Japan is launching a diplomatic blitz to counter China's growing leverage over critical resources, engaging with G7 nations and key regional partners. The move comes amid rising concerns that Beijing is weaponizing its control over the global rare earths market as a trade dispute between the two economic giants escalates.
Top Japanese officials are embarking on a series of high-level talks to build a united front. Finance Minister Satsuki Katayama is set to meet with her counterparts from other major industrialized democracies during a trip to the US, with critical minerals at the top of the agenda.
"The fundamental consensus among the G-7 nations is that it is unacceptable for countries to secure monopolies through non-market means," Katayama stated, highlighting that China's actions represent a crisis for the global economy and a serious economic security challenge.
Simultaneously, Defense Minister Shinjiro Koizumi is scheduled for discussions with his US counterpart. At home, Prime Minister Sanae Takaichi will host South Korea's Lee Jae Myung for a summit aimed at reaffirming the alliance between the two key US allies.
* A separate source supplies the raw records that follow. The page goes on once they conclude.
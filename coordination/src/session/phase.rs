//! Deliberation phases and the monotonic advance rule.

use serde::{Deserialize, Serialize};

/// Phase of a council session.
///
/// Serialized as its numeric index (0-4) so persisted records stay compact
/// and older snapshots keep deserializing.
#[derive(
    Debug, Clone, Copy, Default, PartialEq, Eq, PartialOrd, Ord, Hash, Serialize, Deserialize,
)]
#[serde(try_from = "u8", into = "u8")]
pub enum CouncilPhase {
    /// No deliberation running.
    #[default]
    Idle,
    /// Generators are streaming their answers.
    Generating,
    /// Critic batches are scoring the answers.
    Critiquing,
    /// Architect is producing the blueprint.
    Architecting,
    /// Finalizer is streaming the merged answer.
    Finalizing,
}

impl CouncilPhase {
    /// All phases in order.
    pub fn all() -> &'static [CouncilPhase] {
        &[
            Self::Idle,
            Self::Generating,
            Self::Critiquing,
            Self::Architecting,
            Self::Finalizing,
        ]
    }

    /// Numeric index (0 = idle, 4 = finalizing).
    pub fn index(self) -> u8 {
        match self {
            Self::Idle => 0,
            Self::Generating => 1,
            Self::Critiquing => 2,
            Self::Architecting => 3,
            Self::Finalizing => 4,
        }
    }

    /// Move towards `target` without ever going backwards.
    pub fn advance_to(self, target: CouncilPhase) -> CouncilPhase {
        self.max(target)
    }

    /// Whether this is the last phase of a run.
    pub fn is_final(self) -> bool {
        matches!(self, Self::Finalizing)
    }
}

impl std::fmt::Display for CouncilPhase {
    fn fmt(&self, f: &mut std::fmt::Formatter<'_>) -> std::fmt::Result {
        match self {
            Self::Idle => write!(f, "idle"),
            Self::Generating => write!(f, "generating"),
            Self::Critiquing => write!(f, "critiquing"),
            Self::Architecting => write!(f, "architecting"),
            Self::Finalizing => write!(f, "finalizing"),
        }
    }
}

/// A numeric phase outside 0..=4.
#[derive(Debug, Clone, Copy, PartialEq, Eq, thiserror::Error)]
#[error("phase index {0} is out of range (expected 0-4)")]
pub struct PhaseOutOfRange(pub u8);

impl TryFrom<u8> for CouncilPhase {
    type Error = PhaseOutOfRange;

    fn try_from(value: u8) -> Result<Self, Self::Error> {
        Self::all()
            .get(usize::from(value))
            .copied()
            .ok_or(PhaseOutOfRange(value))
    }
}

impl From<CouncilPhase> for u8 {
    fn from(phase: CouncilPhase) -> Self {
        phase.index()
    }
}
Tensions have been mounting since early November, when comments from Takaichi suggested Japan could use its military if China attempts to seize Taiwan by force. In response, Beijing has rolled out new export restrictions and initiated an anti-dumping investigation into a key chip-making material, prompting Japan to shore up support from its allies.
Japanese Chief Cabinet Secretary Minoru Kihara has publicly called for the smooth shipment of rare earths and food, responding to reports that Beijing is obstructing trade in these goods.
"I believe international trade in rare earths should proceed smoothly, and I consider this to be extremely important," Kihara said. "China's export control measures on rare earths and other materials have been ongoing for some time and are having a serious impact on the global supply chain."
A report from the Wall Street Journal, citing two Chinese exporters, indicated that China has already begun to restrict exports of rare earths and rare-earth magnets to Japan. However, a person familiar with the matter noted that a Japanese importer had not been notified of any halt in export procedures as of Friday afternoon. Finance Minister Katayama confirmed she would verify transaction details with Japan's customs authorities.
Beijing's actions extend beyond rare earths. This week, China announced new export controls on dual-use items that could potentially enhance Japan's military capabilities. It also launched an anti-dumping probe into Japan's production of dichlorosilane, a crucial material used in semiconductor manufacturing.
Adding to the friction, Japan has lodged a protest against China's deployment of a mobile drilling vessel in the East China Sea.
According to Japan's Trade Minister Ryosei Akazawa, it is difficult to assess the full impact of the new curbs on dual-use items, as their exact content remains unclear. He noted that China's rare earth restrictions, in place since April of last year, have already forced various Japanese industries to adjust production.
"We are currently scrutinizing the impact on Japan's economy," Akazawa said. "We intend to take necessary measures in a resolute and calm manner, after comprehensively considering the situation from various perspectives."
Japan's diplomatic calendar remains busy, with Takaichi's meetings with South Korea's Lee scheduled for Tuesday and Wednesday, followed by a visit from Italian Prime Minister Giorgia Meloni from January 15-17.
"The importance of Japan-South Korea relations and Japan-South Korea-US cooperation has increased significantly," Kihara emphasized, highlighting the plan for close communication and shuttle diplomacy to ensure stable relations.